If your doing “Static Solving” things will seem unresponsive until it finishes running the number of iterations matching what the Iterations input of the OpenNest component is set to (in this example, 1).
@seb1 to verify that this file is a problem for you, try changing the slider connected to the Iterations input to 1. One iteration takes ~2.5 to 3 minutes to run on my computer, I think yours should be close to that.
If you still have problems, perhaps try downloading the file again. I downloaded the file from here instead of running the one on my computer to make sure the upload wasn’t corrupted and it worked fine.
Hi Kevin, my bad, I think as you suggest that it was actually running iteratively.
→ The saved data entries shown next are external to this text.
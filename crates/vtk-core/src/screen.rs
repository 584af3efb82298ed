//! The double-buffered cell grid and its minimal-diff flush algorithm.
//!
//! `Screen` holds two grids of identical size: `logical`, which widgets draw
//! into, and `physical`, a record of what the last flush actually sent to the
//! terminal. `flush` walks row by row, finds the changed spans, and emits the
//! smallest escape-sequence stream that brings the terminal's picture back in
//! sync with `logical`.

use vtk_common::{Cell, CellAttributes, Color, Rect};

/// A display line always carries exactly this many cells; only the first
/// `width` of them are meaningful for a screen narrower than that.
pub const MAX_LINE: usize = 256;

#[derive(Debug, Clone, Copy, PartialEq, Eq)]
pub enum DoubleHeight {
    None,
    Top,
    Bottom,
}

/// Frame style for `Screen::draw_box`.
#[derive(Debug, Clone, Copy, PartialEq, Eq)]
pub enum BorderStyle {
    Single,
    Double,
    /// Single verticals, double horizontals - the conventional mixed frame.
    Mixed,
}

/// One row of the display buffer, plus the line-level rendering flags a real
/// VT220 tracks (DECDWL/DECDHL, and the screen-reverse-video snapshot taken
/// when the line was created so scrolled-off lines keep their look).
#[derive(Debug, Clone)]
pub struct DisplayLine {
    cells: Vec<Cell>,
    pub double_width: bool,
    pub double_height: DoubleHeight,
    pub reverse_color: bool,
}

impl DisplayLine {
    pub fn blank(reverse_color: bool) -> Self {
        Self {
            cells: vec![Cell::blank(); MAX_LINE],
            double_width: false,
            double_height: DoubleHeight::None,
            reverse_color,
        }
    }

    pub fn cells(&self) -> &[Cell] {
        &self.cells
    }

    pub fn cell(&self, x: usize) -> Cell {
        self.cells[x.min(MAX_LINE - 1)]
    }

    pub fn set_cell(&mut self, x: usize, cell: Cell) {
        if x < MAX_LINE {
            self.cells[x] = cell;
        }
    }
}

/// A double-buffered character grid with clip/offset support and a minimal
/// escape-sequence diff on flush.
pub struct Screen {
    width: u16,
    height: u16,
    logical: Vec<Vec<Cell>>,
    physical: Vec<Vec<Cell>>,
    dirty: bool,
    really_cleared: bool,
    pub offset_x: i16,
    pub offset_y: i16,
    clip_x: u16,
    clip_y: u16,
}

impl Screen {
    pub fn new(width: u16, height: u16) -> Self {
        let mut s = Self {
            width,
            height,
            logical: Vec::new(),
            physical: Vec::new(),
            dirty: false,
            really_cleared: true,
            offset_x: 0,
            offset_y: 0,
            clip_x: width,
            clip_y: height,
        };
        s.alloc();
        s
    }

    fn alloc(&mut self) {
        let row = vec![Cell::blank(); self.width as usize];
        self.logical = vec![row.clone(); self.height as usize];
        self.physical = vec![row; self.height as usize];
    }

    pub fn width(&self) -> u16 {
        self.width
    }

    pub fn height(&self) -> u16 {
        self.height
    }

    pub fn is_dirty(&self) -> bool {
        self.dirty
    }

    pub fn set_clip(&mut self, clip_x: u16, clip_y: u16) {
        self.clip_x = clip_x;
        self.clip_y = clip_y;
    }

    pub fn clip_rect(&self) -> Rect {
        Rect::new(0, 0, self.clip_x, self.clip_y)
    }

    /// Reallocate both grids to the new size and force a full redraw.
    pub fn resize(&mut self, width: u16, height: u16) {
        self.width = width;
        self.height = height;
        self.clip_x = width;
        self.clip_y = height;
        self.alloc();
        self.really_cleared = true;
        self.dirty = true;
    }

    /// Blank the logical grid and reset offset/clip without reallocating.
    pub fn reset(&mut self) {
        for row in &mut self.logical {
            for cell in row.iter_mut() {
                *cell = Cell::blank();
            }
        }
        self.offset_x = 0;
        self.offset_y = 0;
        self.clip_x = self.width;
        self.clip_y = self.height;
        self.dirty = true;
    }

    fn in_clip(&self, x: u16, y: u16) -> bool {
        x < self.clip_x && y < self.clip_y
    }

    fn to_absolute(&self, x: u16, y: u16) -> Option<(usize, usize)> {
        let ax = x as i32 + self.offset_x as i32;
        let ay = y as i32 + self.offset_y as i32;
        if ax < 0 || ay < 0 || ax >= self.width as i32 || ay >= self.height as i32 {
            None
        } else {
            Some((ax as usize, ay as usize))
        }
    }

    pub fn put_char(&mut self, x: u16, y: u16, ch: char, attrs: CellAttributes) {
        if !self.in_clip(x, y) {
            return;
        }
        if let Some((ax, ay)) = self.to_absolute(x, y) {
            self.logical[ay][ax] = Cell::new(ch, attrs);
            self.dirty = true;
        }
    }

    pub fn put_str(&mut self, x: u16, y: u16, s: &str, attrs: CellAttributes) {
        let mut col = x;
        for ch in s.chars() {
            if col >= self.clip_x {
                break;
            }
            self.put_char(col, y, ch, attrs);
            col += 1;
        }
    }

    /// Change only the attributes of a cell, leaving its glyph intact.
    pub fn put_attr(&mut self, x: u16, y: u16, attrs: CellAttributes) {
        if !self.in_clip(x, y) {
            return;
        }
        if let Some((ax, ay)) = self.to_absolute(x, y) {
            self.logical[ay][ax].attrs = attrs;
            self.dirty = true;
        }
    }

    pub fn hline(&mut self, x: u16, y: u16, len: u16, ch: char, attrs: CellAttributes) {
        for i in 0..len {
            self.put_char(x + i, y, ch, attrs);
        }
    }

    pub fn vline(&mut self, x: u16, y: u16, len: u16, ch: char, attrs: CellAttributes) {
        for i in 0..len {
            self.put_char(x, y + i, ch, attrs);
        }
    }

    /// Draw a frame in one of three border styles, with an optional
    /// interior background fill and an optional shadow drawn two cells
    /// right and one cell down of the frame, ignoring the clip rectangle
    /// (so a window's shadow can fall over a sibling without being clipped
    /// to the casting window's own bounds).
    pub fn draw_box(
        &mut self,
        rect: Rect,
        attrs: CellAttributes,
        style: BorderStyle,
        fill: Option<CellAttributes>,
        shadow: bool,
    ) {
        if rect.w < 2 || rect.h < 2 {
            return;
        }
        let (tl, tr, bl, br, horiz, vert) = match style {
            BorderStyle::Single => ('\u{250C}', '\u{2510}', '\u{2514}', '\u{2518}', '\u{2500}', '\u{2502}'),
            BorderStyle::Double => ('\u{2554}', '\u{2557}', '\u{255A}', '\u{255D}', '\u{2550}', '\u{2551}'),
            // single verticals, double horizontals - the conventional mixed
            // frame, with the matching single/double corner glyphs
            BorderStyle::Mixed => ('\u{2552}', '\u{2555}', '\u{2558}', '\u{255B}', '\u{2550}', '\u{2502}'),
        };
        self.put_char(rect.x, rect.y, tl, attrs);
        self.put_char(rect.x + rect.w - 1, rect.y, tr, attrs);
        self.put_char(rect.x, rect.y + rect.h - 1, bl, attrs);
        self.put_char(rect.x + rect.w - 1, rect.y + rect.h - 1, br, attrs);
        self.hline(rect.x + 1, rect.y, rect.w - 2, horiz, attrs);
        self.hline(rect.x + 1, rect.y + rect.h - 1, rect.w - 2, horiz, attrs);
        self.vline(rect.x, rect.y + 1, rect.h - 2, vert, attrs);
        self.vline(rect.x + rect.w - 1, rect.y + 1, rect.h - 2, vert, attrs);
        if let Some(fill_attrs) = fill {
            for row in 1..rect.h - 1 {
                for col in 1..rect.w - 1 {
                    self.put_char(rect.x + col, rect.y + row, ' ', fill_attrs);
                }
            }
        }

        if shadow {
            let shadow_attrs = CellAttributes {
                fg: Color::Black,
                bg: Color::Black,
                bold: false,
                blink: false,
            };
            let saved_clip = (self.clip_x, self.clip_y);
            self.clip_x = self.width;
            self.clip_y = self.height;
            for row in 1..=rect.h {
                self.put_char(rect.x + rect.w, rect.y + row, ' ', shadow_attrs);
                self.put_char(rect.x + rect.w + 1, rect.y + row, ' ', shadow_attrs);
            }
            for col in 2..rect.w + 2 {
                self.put_char(rect.x + col, rect.y + rect.h, ' ', shadow_attrs);
            }
            self.clip_x = saved_clip.0;
            self.clip_y = saved_clip.1;
        }
    }

    fn scan_text_bounds(row: &[Cell]) -> Option<(usize, usize)> {
        let begin = row.iter().position(|c| *c != Cell::blank())?;
        let end = row.iter().rposition(|c| *c != Cell::blank()).map(|i| i + 1)?;
        Some((begin, end))
    }

    /// Compute the escape-sequence bytes that bring the terminal's picture
    /// in line with `logical`, then copy `logical` onto `physical`.
    pub fn flush(&mut self) -> Vec<u8> {
        let mut out = Vec::new();
        if self.really_cleared {
            out.extend_from_slice(b"\x1b[2J");
        }

        let mut last_attrs: Option<CellAttributes> = None;
        let mut wrote_any = false;

        for y in 0..self.height as usize {
            let (text_begin, text_end) = match Self::scan_text_bounds(&self.logical[y]) {
                Some(bounds) => bounds,
                None => continue,
            };

            let mut cursor_positioned = false;
            let mut x = text_begin;
            while x < self.width as usize {
                let changed = self.really_cleared || self.logical[y][x] != self.physical[y][x];
                if x >= text_end {
                    if changed || !cursor_positioned {
                        // nothing further to draw on this row past text_end
                    }
                    break;
                }
                if !changed {
                    x += 1;
                    cursor_positioned = false;
                    continue;
                }

                if !cursor_positioned {
                    out.extend_from_slice(format!("\x1b[{};{}H", y + 1, x + 1).as_bytes());
                    if x > text_begin {
                        out.extend_from_slice(b"\x1b[1K");
                    }
                    cursor_positioned = true;
                }

                let cell = self.logical[y][x];
                if !wrote_any {
                    out.extend_from_slice(b"\x1b[0m");
                    wrote_any = true;
                    last_attrs = None;
                }
                Self::emit_sgr_delta(&mut out, last_attrs, cell.attrs);
                last_attrs = Some(cell.attrs);

                let mut buf = [0u8; 4];
                out.extend_from_slice(cell.ch.encode_utf8(&mut buf).as_bytes());
                self.physical[y][x] = cell;
                x += 1;
            }

            if text_end < self.width as usize {
                if !cursor_positioned {
                    out.extend_from_slice(format!("\x1b[{};{}H", y + 1, text_end + 1).as_bytes());
                }
                out.extend_from_slice(b"\x1b[K");
            }
            for x in text_begin..text_end {
                self.physical[y][x] = self.logical[y][x];
            }
        }

        self.dirty = false;
        self.really_cleared = false;
        out
    }

    fn emit_sgr_delta(out: &mut Vec<u8>, prev: Option<CellAttributes>, cur: CellAttributes) {
        let Some(prev) = prev else {
            out.extend_from_slice(
                format!(
                    "\x1b[0;{};{}{}{}m",
                    30 + cur.fg.to_index(),
                    40 + cur.bg.to_index(),
                    if cur.bold { ";1" } else { "" },
                    if cur.blink { ";5" } else { "" }
                )
                .as_bytes(),
            );
            return;
        };
        if prev == cur {
            return;
        }
        if prev.bold != cur.bold || prev.blink != cur.blink {
            // an attribute-class change can't be expressed incrementally
            // without first resetting, since there is no "turn off bold"
            // code distinct from the generic reset in this color model
            out.extend_from_slice(
                format!(
                    "\x1b[0;{};{}{}{}m",
                    30 + cur.fg.to_index(),
                    40 + cur.bg.to_index(),
                    if cur.bold { ";1" } else { "" },
                    if cur.blink { ";5" } else { "" }
                )
                .as_bytes(),
            );
            return;
        }
        match (prev.fg != cur.fg, prev.bg != cur.bg) {
            (true, true) => {
                out.extend_from_slice(
                    format!("\x1b[{};{}m", 30 + cur.fg.to_index(), 40 + cur.bg.to_index()).as_bytes(),
                );
            }
            (true, false) => {
                out.extend_from_slice(format!("\x1b[{}m", 30 + cur.fg.to_index()).as_bytes());
            }
            (false, true) => {
                out.extend_from_slice(format!("\x1b[{}m", 40 + cur.bg.to_index()).as_bytes());
            }
            (false, false) => {}
        }
    }
}

#[cfg(test)]
mod tests {
    use super::*;

    #[test]
    fn flush_then_flush_is_idempotent() {
        let mut s = Screen::new(10, 2);
        s.put_str(0, 0, "hi", CellAttributes::default());
        let _ = s.flush();
        let second = s.flush();
        assert!(second.is_empty() || second == b"\x1b[2J");
    }

    #[test]
    fn unchanged_grid_flushes_empty_after_first_flush() {
        let mut s = Screen::new(10, 2);
        s.put_str(0, 0, "hi", CellAttributes::default());
        let _ = s.flush();
        s.put_str(0, 0, "hi", CellAttributes::default());
        let out = s.flush();
        assert!(out.is_empty());
    }

    #[test]
    fn resize_forces_full_redraw() {
        let mut s = Screen::new(10, 2);
        let _ = s.flush();
        s.resize(12, 3);
        s.put_char(0, 0, 'x', CellAttributes::default());
        let out = s.flush();
        assert!(out.starts_with(b"\x1b[2J"));
    }

    #[test]
    fn put_char_outside_clip_is_ignored() {
        let mut s = Screen::new(10, 2);
        s.set_clip(3, 3);
        s.put_char(5, 0, 'z', CellAttributes::default());
        let out = s.flush();
        assert!(!out.contains(&b'z'));
    }
}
When I reduce the Iteration to 1 I get a result within a minute or two…which is excellent news.
I shall continue testing over the weekend and let you know how it goes.
Many, many thanks - have a good one.
Hi Kevin - happy to report some success, but still struggling. With simple curves I managed to get an expected result.
When I import model as shown in attached - mesh head that is split - I can contour it easily enough, then I manually try and sort out any self intersecting and open curves, which is a nightmare.
There doesn’t appear to be a consistent response.
I end up trying to rebuild curves, boolean them, simplify , but sometimes they just do not work and stop the GH file from running. I even identify a particular shape that is causing the problem, and just cannot figure out what the issue is.
Sometimes if I marquee select it stops GH from running, whereas individually selecting sometimes works.
I’m feeling that the answer is out there somewhere, and maybe it’s to do with prepping the curves after contouring, or there are hidden micro shapes and points.
Once again, I would appreciate your input…I cannot leave it now!
Regards, Sebastien - this must be the longest thread in Rhino GH history!
slice test5_re.3dm (4.29 MB)
Here’s some ideas to use grasshopper to clean up your curves:
clean_up.gh (873.2 KB)
In the last part of this definition, I culled curves that have an area less than 1. One small curve in your file (a tiny sliver at the bottom of the chin) was causing the nesting to fail.
You might be able to avoid the need for some of this clean-up on the curves if you simplify your mesh in ZBrush before you export it.
After running your curves through this definition, they nest without errors:
The only changes I made to the nesting file were referencing the new cleaned up curves, changed Placement parameter of OPenNest component to 1, and changed Size parameter of Text component to 4.
slice_test5_re.gh (847.8 KB)
Hi Kevin - that’s fantastic…working much better now after the clean up. I think it’s mostly about the preparation of the curves extracted as contours.
The process works much better on simpler shapes, so I’m trying every way to optimise the process, starting with the mesh output.
There are still problems when it won’t run, but bizarrely, by changing the selection method it seems to work….must be leaving out some glitch shape?
One final thing is that because of the sheer number of shapes in one sculpture, I have to divide the extracted contours into manageable sections and process a few hundred at a time and then bake them out.
The problem is that I end up with lots of numbers that are the same.
Is there any way of adding a prefix (like A,B,C etc) to the numbers, so that I can identify each section that has been processed at any one time?
I cannot thank you guys enough for helping me endlessly with this method, it is genuinely appreciated.
I looked at so many different nesting and numbering processes and nothing seemed to work for this specific need.